■ ACTIVITY: Return all lines of the records that contain the word "screen".

(Data extracted from a collection)
● ● ● ●
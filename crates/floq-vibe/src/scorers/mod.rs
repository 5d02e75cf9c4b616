//! Component scorers, one pure function per evidence source.
//!
//! Scorers are independent of each other; the engine composes them.
//! Each returns a score (nominally [0, 1]) and signed nudges toward the vibes
//! the evidence supports. The engine clamps scores at its boundary.

pub mod circadian;
pub mod daylight;
pub mod motion;
pub mod screen;
pub mod venue;
pub mod weather;

use floq_core::types::Vibe;
use smallvec::SmallVec;

/// A signed push toward (positive) or away from (negative) one vibe.
#[derive(Debug, Clone, Copy, PartialEq)]
pub struct Nudge {
    pub vibe: Vibe,
    pub weight: f64,
}

impl Nudge {
    pub const fn new(vibe: Vibe, weight: f64) -> Self {
        Self { vibe, weight }
    }
}

pub type Nudges = SmallVec<[Nudge; 4]>;

/// What a scorer reports for one evaluation.
#[derive(Debug, Clone, PartialEq)]
pub struct ScorerOutput {
    pub score: f64,
    pub nudges: Nudges,
}

impl ScorerOutput {
    pub fn new(score: f64) -> Self {
        Self {
            score,
            nudges: Nudges::new(),
        }
    }

    /// A score with no opinion about the distribution.
    pub fn neutral() -> Self {
        Self::new(0.5)
    }

    pub fn with_nudge(mut self, vibe: Vibe, weight: f64) -> Self {
        self.nudges.push(Nudge::new(vibe, weight));
        self
    }
}

pub use circadian::score_circadian;
pub use daylight::score_daylight;
pub use motion::score_motion;
pub use screen::score_screen_activity;
pub use venue::score_venue;
pub use weather::score_weather;
//! Observer registry for learning events.
//!
//! Handlers are invoked synchronously, in subscription order, after the
//! event is committed to the log and with no log lock held. A handler may
//! therefore call back into the feedback service.

use std::sync::atomic::{AtomicU64, Ordering};
use std::sync::{Arc, Mutex, PoisonError};

use crate::types::LearningEvent;

/// Receives every learning event after it is recorded.
pub trait LearningEventHandler: Send + Sync {
    fn on_event(&self, event: &LearningEvent);
}

impl<F> LearningEventHandler for F
where
    F: Fn(&LearningEvent) + Send + Sync,
{
    fn on_event(&self, event: &LearningEvent) {
        self(event)
    }
}

/// Handle returned by `subscribe`, used to unsubscribe.
#[derive(Debug, Clone, Copy, PartialEq, Eq, Hash)]
pub struct SubscriptionId(u64);

#[derive(Default)]
pub(crate) struct EventDispatcher {
    handlers: Mutex<Vec<(SubscriptionId, Arc<dyn LearningEventHandler>)>>,
    next_id: AtomicU64,
}

impl EventDispatcher {
    pub(crate) fn subscribe(&self, handler: Arc<dyn LearningEventHandler>) -> SubscriptionId {
        let id = SubscriptionId(self.next_id.fetch_add(1, Ordering::Relaxed));
        self.handlers
            .lock()
            .unwrap_or_else(PoisonError::into_inner)
            .push((id, handler));
        id
    }

    pub(crate) fn unsubscribe(&self, id: SubscriptionId) -> bool {
        let mut handlers = self.handlers.lock().unwrap_or_else(PoisonError::into_inner);
        let before = handlers.len();
        handlers.retain(|(existing, _)| *existing != id);
        handlers.len() != before
    }

    pub(crate) fn len(&self) -> usize {
        self.handlers.lock().unwrap_or_else(PoisonError::into_inner).len()
    }

    pub(crate) fn dispatch(&self, event: &LearningEvent) {
        // Snapshot so handlers can subscribe or unsubscribe re-entrantly.
        let handlers: Vec<Arc<dyn LearningEventHandler>> = self
            .handlers
            .lock()
            .unwrap_or_else(PoisonError::into_inner)
            .iter()
            .map(|(_, h)| Arc::clone(h))
            .collect();
        for handler in handlers {
            handler.on_event(event);
        }
    }
}

impl std::fmt::Debug for EventDispatcher {
    fn fmt(&self, f: &mut std::fmt::Formatter<'_>) -> std::fmt::Result {
        f.debug_struct("EventDispatcher")
            .field("handlers", &self.len())
            .finish()
    }
}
● ● ● ●
■ TASK SOLUTION:
pub mod screen;
pub use screen::score_screen_activity;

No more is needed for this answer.